As mentioned, the Google Colab notebook will automatically download the output folder as a zipped folder, as well as automatically open the testing and replication PDF reports on your computer. Users can then extract this downloaded output folder and view all individual output files arranged into analysis subdirectories. You can also view output files in Google Colab by opening the file-explorer pane on the left side of the notebook.

Experiment Folder (Hierarchy)

After running STREAMLINE you will find the ‘experiment folder’ (named by the experiment_name parameter) saved to folder specified by output_path. In the Colab Notebook demo, this would be /content/DemoOutput/demo_experiment/.

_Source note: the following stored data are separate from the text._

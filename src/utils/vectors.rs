use auto_ops::{impl_op_ex, impl_op_ex_commutative};
use serde::{Deserialize, Serialize};

/// A four-momentum in Cartesian components.
///
/// Detector-level photon kinematics are recorded in polar form (transverse
/// momentum, pseudorapidity, azimuth, energy); [`Vec4::from_polar`] performs
/// the conversion. The metric signature is (+, −, −, −), so
/// [`mag2`](Vec4::mag2) is the invariant mass squared.
#[derive(Debug, Clone, Copy, Default, PartialEq, Serialize, Deserialize)]
pub struct Vec4 {
    pub px: f64,
    pub py: f64,
    pub pz: f64,
    pub e: f64,
}

impl Vec4 {
    pub const fn new(px: f64, py: f64, pz: f64, e: f64) -> Self {
        Self { px, py, pz, e }
    }

    /// Build a four-momentum from detector coordinates:
    /// `px = pt cos φ`, `py = pt sin φ`, `pz = pt sinh η`.
    pub fn from_polar(pt: f64, eta: f64, phi: f64, e: f64) -> Self {
        Self {
            px: pt * phi.cos(),
            py: pt * phi.sin(),
            pz: pt * eta.sinh(),
            e,
        }
    }

    /// Transverse momentum, `√(px² + py²)`.
    pub fn pt(&self) -> f64 {
        self.px.hypot(self.py)
    }

    /// Azimuthal angle in (−π, π].
    pub fn phi(&self) -> f64 {
        self.py.atan2(self.px)
    }

    /// Pseudorapidity, `asinh(pz / pt)`.
    pub fn eta(&self) -> f64 {
        (self.pz / self.pt()).asinh()
    }

    /// Squared magnitude of the spatial part.
    pub fn p_mag2(&self) -> f64 {
        self.px * self.px + self.py * self.py + self.pz * self.pz
    }

    /// Invariant mass squared, `E² − |p|²`. May be negative for unphysical
    /// or numerically marginal inputs; see [`mass`](Vec4::mass).
    pub fn mag2(&self) -> f64 {
        self.e * self.e - self.p_mag2()
    }

    /// Invariant mass with the negative-radicand floor.
    ///
    /// A radicand below zero yields a mass of exactly zero rather than a NaN
    /// so that malformed physics edge cases never propagate.
    pub fn mass(&self) -> f64 {
        self.mag2().max(0.0).sqrt()
    }

    fn add(&self, other: &Self) -> Self {
        Self {
            px: self.px + other.px,
            py: self.py + other.py,
            pz: self.pz + other.pz,
            e: self.e + other.e,
        }
    }

    fn sub(&self, other: &Self) -> Self {
        Self {
            px: self.px - other.px,
            py: self.py - other.py,
            pz: self.pz - other.pz,
            e: self.e - other.e,
        }
    }

    fn scale(&self, factor: f64) -> Self {
        Self {
            px: self.px * factor,
            py: self.py * factor,
            pz: self.pz * factor,
            e: self.e * factor,
        }
    }
}

impl_op_ex!(+ |a: &Vec4, b: &Vec4| -> Vec4 { a.add(b) });
impl_op_ex!(-|a: &Vec4, b: &Vec4| -> Vec4 { a.sub(b) });
impl_op_ex!(-|a: &Vec4| -> Vec4 { a.scale(-1.0) });
impl_op_ex_commutative!(*|a: &Vec4, b: &f64| -> Vec4 { a.scale(*b) });

impl std::iter::Sum for Vec4 {
    fn sum<I: Iterator<Item = Self>>(iter: I) -> Self {
        iter.fold(Vec4::default(), |acc, v| acc + v)
    }
}
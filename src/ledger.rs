use indexmap::IndexSet;
use std::fs::OpenOptions;
use std::io::Write;
use std::path::{Path, PathBuf};

use crate::AnalysisResult;

/// The append-only record of already-processed sources.
///
/// One source identifier per line. The batch driver consults the ledger
/// before processing a manifest entry and appends the identifier only after
/// all of that source's artifacts are written, which makes re-runs after an
/// interruption skip completed work and retry failures.
#[derive(Debug)]
pub struct Ledger {
    path: PathBuf,
    done: IndexSet<String>,
}

impl Ledger {
    /// Load a ledger, treating a missing file as empty.
    pub fn load(path: impl Into<PathBuf>) -> AnalysisResult<Self> {
        let path = path.into();
        let done = match std::fs::read_to_string(&path) {
            Ok(content) => content
                .lines()
                .map(str::trim)
                .filter(|line| !line.is_empty())
                .map(str::to_string)
                .collect(),
            Err(err) if err.kind() == std::io::ErrorKind::NotFound => IndexSet::new(),
            Err(err) => return Err(err.into()),
        };
        Ok(Self { path, done })
    }

    pub fn contains(&self, source_id: &str) -> bool {
        self.done.contains(source_id)
    }

    pub fn len(&self) -> usize {
        self.done.len()
    }

    pub fn is_empty(&self) -> bool {
        self.done.is_empty()
    }

    /// Record a source as processed, appending it to the ledger file.
    /// Marking an already-recorded source is a no-op.
    pub fn mark_done(&mut self, source_id: &str) -> AnalysisResult<()> {
        if !self.done.insert(source_id.to_string()) {
            return Ok(());
        }
        if let Some(parent) = self.path.parent().filter(|p| !p.as_os_str().is_empty()) {
            std::fs::create_dir_all(parent)?;
        }
        let mut file = OpenOptions::new()
            .create(true)
            .append(true)
            .open(&self.path)?;
        writeln!(file, "{source_id}")?;
        Ok(())
    }

    pub fn path(&self) -> &Path {
        &self.path
    }
}

#[cfg(test)]
mod tests {
    use super::*;

    #[test]
    fn test_missing_ledger_is_empty() {
        let dir = tempfile::tempdir().unwrap();
        let ledger = Ledger::load(dir.path().join("processed.log")).unwrap();
        assert!(ledger.is_empty());
        assert!(!ledger.contains("data_A.parquet"));
    }

    #[test]
    fn test_mark_and_reload() {
        let dir = tempfile::tempdir().unwrap();
        let path = dir.path().join("processed.log");
        let mut ledger = Ledger::load(&path).unwrap();
        ledger.mark_done("data_A.parquet").unwrap();
        ledger.mark_done("https://opendata.cern.ch/data_B.parquet").unwrap();
        assert_eq!(ledger.len(), 2);

        let reloaded = Ledger::load(&path).unwrap();
        assert!(reloaded.contains("data_A.parquet"));
        assert!(reloaded.contains("https://opendata.cern.ch/data_B.parquet"));
        assert_eq!(reloaded.len(), 2);
    }

    #[test]
    fn test_marking_twice_appends_once() {
        let dir = tempfile::tempdir().unwrap();
        let path = dir.path().join("processed.log");
        let mut ledger = Ledger::load(&path).unwrap();
        ledger.mark_done("data_A.parquet").unwrap();
        ledger.mark_done("data_A.parquet").unwrap();
        let content = std::fs::read_to_string(&path).unwrap();
        assert_eq!(content.lines().count(), 1);
    }
}
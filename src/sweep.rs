use indexmap::IndexMap;
use log::{info, warn};
use serde::Serialize;

use crate::config::{Binning, Settings};
use crate::data::Dataset;
use crate::kinematics::{reconstruct, Observables};
use crate::selection::select_pairs;
use crate::utils::{histogram, histogram_freedman_diaconis, Histogram, SummaryStats};

/// The step used when the settings leave `pt_step` unset or non-positive
/// [GeV].
pub const DEFAULT_STEP: f64 = 2.5;

/// Enumerate sweep thresholds in ascending order.
///
/// Values are `start + i·step` for every multiple at or below `stop`, with
/// a small tolerance so floating-point rounding never drops an endpoint
/// that is an exact multiple; if the last multiple falls short of `stop`,
/// `stop` itself is appended. The sequence never exceeds `stop` and always
/// includes it exactly once. Returns the thresholds and the step actually
/// used.
pub fn enumerate_thresholds(start: f64, stop: f64, step: Option<f64>) -> (Vec<f64>, f64) {
    let step = match step {
        Some(step) if step > 0.0 => step,
        _ => {
            warn!("pt_step not set (or non-positive); using the default step of {DEFAULT_STEP} GeV");
            DEFAULT_STEP
        }
    };
    let mut thresholds = Vec::new();
    let mut i = 0u64;
    loop {
        let value = start + i as f64 * step;
        if value > stop + step * 1e-9 {
            break;
        }
        thresholds.push(value);
        i += 1;
    }
    if let Some(&last) = thresholds.last() {
        if stop - last > step * 1e-9 {
            thresholds.push(stop);
        }
    }
    (thresholds, step)
}

/// One completed threshold run.
///
/// `edges`/`counts` are the invariant-mass histogram under the configured
/// binning policy. `stats` holds the descriptive statistics per observable
/// and is empty when no events survive; zero-count runs are recorded, never
/// skipped. The raw observable arrays ride along unserialized for the
/// reporter's plots.
#[derive(Debug, Clone, Serialize)]
pub struct SweepRun {
    /// Sequential 1-based identifier, ascending with the threshold.
    pub run_id: usize,
    /// The pt threshold for this run [GeV].
    pub pt_cut: f64,
    /// Number of events surviving selection.
    pub n_events: usize,
    /// Invariant-mass histogram bin edges [GeV].
    pub edges: Vec<f64>,
    /// Invariant-mass histogram bin counts.
    pub counts: Vec<u64>,
    /// Descriptive statistics per observable.
    pub stats: IndexMap<String, SummaryStats>,
    /// Raw observable arrays, keyed like `stats`.
    #[serde(skip)]
    pub values: IndexMap<String, Vec<f64>>,
}

/// Run selection + reconstruction once per threshold, ascending.
///
/// Returns the per-threshold runs and the step actually used.
pub fn run_sweep(dataset: &Dataset, settings: &Settings) -> (Vec<SweepRun>, f64) {
    let (thresholds, step) = enumerate_thresholds(
        settings.sweep.pt_min,
        settings.sweep.pt_max,
        settings.sweep.pt_step,
    );
    let n_runs = thresholds.len();
    let runs = thresholds
        .into_iter()
        .enumerate()
        .map(|(index, pt_cut)| {
            let run = run_threshold(dataset, settings, index + 1, pt_cut);
            info!(
                "Run {}/{n_runs} complete with pt_min = {pt_cut:.2} GeV ({} events)",
                index + 1,
                run.n_events
            );
            run
        })
        .collect();
    (runs, step)
}

fn run_threshold(dataset: &Dataset, settings: &Settings, run_id: usize, pt_cut: f64) -> SweepRun {
    let pairs = select_pairs(dataset, &settings.cuts_at(pt_cut));
    let mut values: IndexMap<String, Vec<f64>> = Observables::NAMES
        .iter()
        .map(|name| ((*name).to_string(), Vec::with_capacity(pairs.len())))
        .collect();
    for pair in &pairs {
        let observables = reconstruct(pair);
        for name in Observables::NAMES {
            values[*name].push(observables.get(name));
        }
    }
    let mass_hist = binned(&values["masses"], &settings.binning);
    let stats = values
        .iter()
        .filter_map(|(name, array)| SummaryStats::compute(array).map(|s| (name.clone(), s)))
        .collect();
    SweepRun {
        run_id,
        pt_cut,
        n_events: pairs.len(),
        edges: mass_hist.edges,
        counts: mass_hist.counts,
        stats,
        values,
    }
}

fn binned(values: &[f64], binning: &Binning) -> Histogram {
    match binning {
        Binning::Fixed { bins, range } => histogram(values, *bins, *range),
        Binning::FreedmanDiaconis => histogram_freedman_diaconis(values),
    }
}

#[cfg(test)]
mod tests {
    use super::*;
    use approx::assert_relative_eq;

    #[test]
    fn test_exact_multiple_includes_stop() {
        let (thresholds, step) = enumerate_thresholds(10.0, 100.0, Some(5.0));
        assert_eq!(step, 5.0);
        assert_eq!(thresholds.len(), 19);
        assert_relative_eq!(thresholds[0], 10.0);
        assert_relative_eq!(*thresholds.last().unwrap(), 100.0);
    }

    #[test]
    fn test_non_multiple_still_includes_stop() {
        let (thresholds, _) = enumerate_thresholds(0.0, 10.0, Some(3.0));
        assert_eq!(thresholds, vec![0.0, 3.0, 6.0, 9.0, 10.0]);
    }

    #[test]
    fn test_large_remainder_includes_stop_without_overshoot() {
        // Remainder (2.5) greater than step/2: no multiple beyond stop, and
        // stop itself is appended.
        let (thresholds, _) = enumerate_thresholds(0.0, 10.5, Some(4.0));
        assert_eq!(thresholds, vec![0.0, 4.0, 8.0, 10.5]);
    }

    #[test]
    fn test_stop_never_duplicated() {
        let (thresholds, _) = enumerate_thresholds(0.1, 0.7, Some(0.2));
        assert_eq!(thresholds.len(), 4);
        assert_relative_eq!(*thresholds.last().unwrap(), 0.7, max_relative = 1e-12);
    }

    #[test]
    fn test_default_step_fallback() {
        let (thresholds, step) = enumerate_thresholds(10.0, 20.0, None);
        assert_eq!(step, DEFAULT_STEP);
        assert_eq!(thresholds, vec![10.0, 12.5, 15.0, 17.5, 20.0]);
        let (_, step) = enumerate_thresholds(10.0, 20.0, Some(-1.0));
        assert_eq!(step, DEFAULT_STEP);
    }

    #[test]
    fn test_degenerate_range_yields_single_threshold() {
        let (thresholds, _) = enumerate_thresholds(25.0, 25.0, Some(5.0));
        assert_eq!(thresholds, vec![25.0]);
    }

    #[test]
    fn test_thresholds_ascend() {
        let (thresholds, _) = enumerate_thresholds(0.0, 50.0, Some(7.0));
        assert!(thresholds.windows(2).all(|w| w[0] < w[1]));
    }
}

Opening the above experiment folder you will find the following folder/file hierarchy:

DatasetComparisons - all statistical significance results and plots for comparing modeling performance across multiple ‘target datasets’ run
- dataCompBoxplots - all data comparison boxplots
hcc_data - all output specific to the first ‘target dataset’ analyzed
- CVDatasets - copies of all training and testing datasets in .csv format (as well as intermediate files if overwrite_cv = False)
- exploratory - all phase 1 exploratory data analysis (EDA) output, files at this level are post-processed EDA output
  - initial - all pre-processed EDA output
  - univariate_analyses - all univariate analysis results and plots
- feature_selection - all phase 3 & 4 output (feature importance estimation and feature selection)
  - multisurf - MultiSURF scores and a summary figure
  - mutual_information - mutual information scores and a summary figure
- model_evaluation - all model evaluation output (phase 6)
  - feature_importance - all model feature importance estimation scores and figures
  - metricBoxplots - all evaluation metric boxplots comparing algorithm performance
  - pickled_metrics - all evaluation metrics pickled separately for each algorithm and CV dataset combo
  - statistical_comparisons - all statistical significance results comparing algorithm performance
- models - all model output (phase 5), including pickled model objects and selected hyperparameter settings for each algorithm and CV dataset combo
  - pickledModels - all models saved as pickled objects
- scale_impute - all trained imputation and scaling maps saved as pickled objects
hcc_data_custom - contains all output specific to the second ‘target dataset’ analyzed
- Has the same folder hierarchy as hcc_data above with the addition of a replication folder
- replication - all phase 8 (i.e. replication) output for the second ‘target dataset’ analyzed
  - hcc_data_custom_rep - all replication output for the this specific ‘replication dataset’ (in this demo there was only one)
    - exploratory - all exploratory data analysis (EDA) output for this ‘replication dataset’, files at this level are post-processed EDA output
      - initial - all pre-processed EDA output for this ‘replication dataset’
    - model_evaluation - all model evaluation output for this ‘replication dataset’
      - metricBoxplots - all evaluation metric boxplots comparing algorithm performance for this ‘replication dataset’
      - pickled_metrics - all evaluation metrics pickled separately for each algorithm and CV dataset combo (for this ‘replication dataset’)
      - statistical_comparisons - all statistical significance results comparing algorithm performance (for this ‘replication dataset’)
jobs - contains cluster job submission files (empty if output ‘cleaning’ applied)
jobsCompleted - contains cluster checks for job completion (empty if output ‘cleaning’ applied)
logs - contains cluster job output and error logs (empty if output ‘cleaning’ applied)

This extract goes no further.